Consider the publicity given to last year's 50th anniversary of the Universal Declaration of Human Rights, the workings of the International Court of Justice in the Hague, the high-minded moral rhetoric that surrounded this year's war in Yugoslavia; it's not surprising that we're returning to the origin of these concepts.
"There are political reasons for liking the 18th century," says Prof Nicholas Cronk, a fellow at St Edmond Hall, Oxford and the director of the Voltaire Foundation. "It was the time when modern ideas of humanism and freedom evolved. All our automatic liberal assumptions about parliamentary democracy and freedom and human rights have their germ there."

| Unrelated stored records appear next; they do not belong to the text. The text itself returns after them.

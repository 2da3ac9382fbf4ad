//! Observability: structured logging and Prometheus metrics.

pub mod metrics;
#[cfg(feature = "server")]
mod tracing_init;

#[cfg(feature = "server")]
pub use tracing_init::*;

The philosophes died before the great cataclysm of the French revolution. "Voltaire and Rousseau were made heroes of the revolution," Prof Cronk adds. "When the revolution abolished Christianity and decided to turn the Pantheon into a monument rather than a church, they held big ceremonies to rebury the bones of Voltaire, then Rousseau." The Age of Enlightenment represented by its two best-known, quarrelling thinkers is sometimes blamed for fostering the Terror. "The philosophes brought us to the revolution and the revolutionaries brought us to the terror," says Marc Martinez, a professor of 18th-century theatre at the University of Bordeaux. "It wasn't the fault of the philosophes."